*** Exercise materials ***

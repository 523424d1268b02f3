//! Periodic authoritative polling of the stats provider.
//!
//! CPU nanocore rates only exist relative to a sampling baseline, and the
//! baseline is only advanced by the authoritative entry point. This poller
//! is that entry point's single caller: it ticks on a fixed interval,
//! collects a snapshot, and ships it to the consumer over a bounded channel.
//! Running more than one poller against the same provider makes the sampling
//! period vary and the computed rates incoherent.

use std::sync::Arc;
use std::time::Duration;

use crate::accounting::ResourceAccounting;
use crate::error::ResultOkLogExt;
use crate::runtime::RuntimeService;
use crate::stats::{PodStats, StatsProvider};

/// The default sampling interval of the authoritative poller.
pub const DEFAULT_POLL_INTERVAL: Duration = Duration::from_secs(10);

/// Drives [`StatsProvider::list_pod_stats_and_update_cpu_nano_core_usage`]
/// on a fixed interval.
pub struct StatsPoller<R, A> {
    provider: Arc<StatsProvider<R, A>>,
    interval: Duration,
}

impl<R, A> StatsPoller<R, A>
where
    R: RuntimeService,
    A: ResourceAccounting,
{
    pub fn new(provider: Arc<StatsProvider<R, A>>) -> Self {
        Self {
            provider,
            interval: DEFAULT_POLL_INTERVAL,
        }
    }

    pub fn with_interval(mut self, interval: Duration) -> Self {
        self.interval = interval;
        self
    }

    /// Runs the polling loop until the receiving side is dropped.
    ///
    /// A failed pass is logged and skipped; the next tick retries. Snapshots
    /// are sent over `tx` in collection order.
    pub async fn run(self, tx: tokio::sync::mpsc::Sender<Vec<PodStats>>) {
        let mut interval = tokio::time::interval(self.interval);
        loop {
            interval.tick().await;
            let Some(snapshot) = self
                .provider
                .list_pod_stats_and_update_cpu_nano_core_usage()
                .await
                .ok_log()
            else {
                continue;
            };
            log::trace!("collected stats for {} pods", snapshot.len());
            if tx.send(snapshot).await.is_err() {
                log::debug!("snapshot receiver dropped, stopping stats poller");
                return;
            }
        }
    }
}

#[cfg(test)]
mod tests {
    use std::collections::HashMap;

    use super::*;
    use crate::accounting::{ContainerInfo, FsInfo};
    use crate::runtime::{Container, ContainerStatsRecord, PodSandbox};

    struct EmptyRuntime;

    impl RuntimeService for EmptyRuntime {
        async fn list_containers(&self) -> crate::runtime::Result<Vec<Container>> {
            Ok(Vec::new())
        }

        async fn list_pod_sandboxes(&self) -> crate::runtime::Result<Vec<PodSandbox>> {
            Ok(Vec::new())
        }

        async fn list_container_stats(&self) -> crate::runtime::Result<Vec<ContainerStatsRecord>> {
            Ok(Vec::new())
        }
    }

    struct EmptyAccounting;

    impl ResourceAccounting for EmptyAccounting {
        async fn container_infos(
            &self,
        ) -> crate::accounting::Result<HashMap<String, ContainerInfo>> {
            Ok(HashMap::new())
        }

        async fn root_fs_info(&self) -> crate::accounting::Result<FsInfo> {
            Ok(FsInfo {
                timestamp: 0,
                device: "/dev/sda1".to_owned(),
                mountpoint: "/".to_owned(),
                capacity_bytes: 1 << 30,
                available_bytes: 1 << 29,
                inodes: None,
                inodes_free: None,
            })
        }

        async fn dir_fs_info(&self, mountpoint: &str) -> crate::accounting::Result<FsInfo> {
            Err(crate::accounting::Error::NoSuchDevice {
                mountpoint: mountpoint.to_owned(),
            })
        }
    }

    #[tokio::test]
    async fn test_poller_ships_snapshots_until_receiver_drops() {
        let provider = Arc::new(StatsProvider::new(EmptyRuntime, EmptyAccounting));
        let (tx, mut rx) = tokio::sync::mpsc::channel(4);

        let poller = StatsPoller::new(provider).with_interval(Duration::from_millis(5));
        let handle = tokio::spawn(poller.run(tx));

        assert_eq!(rx.recv().await, Some(Vec::new()));
        assert_eq!(rx.recv().await, Some(Vec::new()));
        drop(rx);

        handle.await.expect("poller task panicked");
    }
}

*** End of Exercise materials ***

> [What the task asks]: All entries above are to be transcribed verbatim.

> [Result below]:
repository 523424d1268b02f3
//! Periodic authoritative polling of the stats provider.
//!
//! CPU nanocore rates only exist relative to a sampling baseline, and the
//! baseline is only advanced by the authoritative entry point. This poller
//! is that entry point's single caller: it ticks on a fixed interval,
//! collects a snapshot, and ships it to the consumer over a bounded channel.
//! Running more than one poller against the same provider makes the sampling
//! period vary and the computed rates incoherent.

use std::sync::Arc;
use std::time::Duration;

use crate::accounting::ResourceAccounting;
use crate::error::ResultOkLogExt;
use crate::runtime::RuntimeService;
use crate::stats::{PodStats, StatsProvider};

/// The default sampling interval of the authoritative poller.
pub const DEFAULT_POLL_INTERVAL: Duration = Duration::from_secs(10);

/// Drives [`StatsProvider::list_pod_stats_and_update_cpu_nano_core_usage`]
/// on a fixed interval.
pub struct StatsPoller<R, A> {
    provider: Arc<StatsProvider<R, A>>,
    interval: Duration,
}

impl<R, A> StatsPoller<R, A>
where
    R: RuntimeService,
    A: ResourceAccounting,
{
    pub fn new(provider: Arc<StatsProvider<R, A>>) -> Self {
        Self {
            provider,
            interval: DEFAULT_POLL_INTERVAL,
        }
    }

    pub fn with_interval(mut self, interval: Duration) -> Self {
        self.interval = interval;
        self
    }

    /// Runs the polling loop until the receiving side is dropped.
    ///
    /// A failed pass is logged and skipped; the next tick retries. Snapshots
    /// are sent over `tx` in collection order.
    pub async fn run(self, tx: tokio::sync::mpsc::Sender<Vec<PodStats>>) {
        let mut interval = tokio::time::interval(self.interval);
        loop {
            interval.tick().await;
            let Some(snapshot) = self
                .provider
                .list_pod_stats_and_update_cpu_nano_core_usage()
                .await
                .ok_log()
            else {
                continue;
            };
            log::trace!("collected stats for {} pods", snapshot.len());
            if tx.send(snapshot).await.is_err() {
                log::debug!("snapshot receiver dropped, stopping stats poller");
                return;
            }
        }
    }
}

#[cfg(test)]
mod tests {
    use std::collections::HashMap;

    use super::*;
    use crate::accounting::{ContainerInfo, FsInfo};
    use crate::runtime::{Container, ContainerStatsRecord, PodSandbox};

    struct EmptyRuntime;

    impl RuntimeService for EmptyRuntime {
        async fn list_containers(&self) -> crate::runtime::Result<Vec<Container>> {
            Ok(Vec::new())
        }

        async fn list_pod_sandboxes(&self) -> crate::runtime::Result<Vec<PodSandbox>> {
            Ok(Vec::new())
        }

        async fn list_container_stats(&self) -> crate::runtime::Result<Vec<ContainerStatsRecord>> {
            Ok(Vec::new())
        }
    }

    struct EmptyAccounting;

    impl ResourceAccounting for EmptyAccounting {
        async fn container_infos(
            &self,
        ) -> crate::accounting::Result<HashMap<String, ContainerInfo>> {
            Ok(HashMap::new())
        }

        async fn root_fs_info(&self) -> crate::accounting::Result<FsInfo> {
            Ok(FsInfo {
                timestamp: 0,
                device: "/dev/sda1".to_owned(),
                mountpoint: "/".to_owned(),
                capacity_bytes: 1 << 30,
                available_bytes: 1 << 29,
                inodes: None,
                inodes_free: None,
            })
        }

        async fn dir_fs_info(&self, mountpoint: &str) -> crate::accounting::Result<FsInfo> {
            Err(crate::accounting::Error::NoSuchDevice {
                mountpoint: mountpoint.to_owned(),
            })
        }
    }

    #[tokio::test]
    async fn test_poller_ships_snapshots_until_receiver_drops() {
        let provider = Arc::new(StatsProvider::new(EmptyRuntime, EmptyAccounting));
        let (tx, mut rx) = tokio::sync::mpsc::channel(4);

        let poller = StatsPoller::new(provider).with_interval(Duration::from_millis(5));
        let handle = tokio::spawn(poller.run(tx));

        assert_eq!(rx.recv().await, Some(Vec::new()));
        assert_eq!(rx.recv().await, Some(Vec::new()));
        drop(rx);

        handle.await.expect("poller task panicked");
    }
}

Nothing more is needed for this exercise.